### What you should do
The records must be repeated exactly and in their entirety.

### Material supplied

pub mod anchor;
pub mod chain;
pub mod constants;
pub mod error;
pub mod primitives;
pub mod snapshot;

### Answer to this task
pub mod anchor;
pub mod chain;
pub mod constants;
pub mod error;
pub mod primitives;
pub mod snapshot;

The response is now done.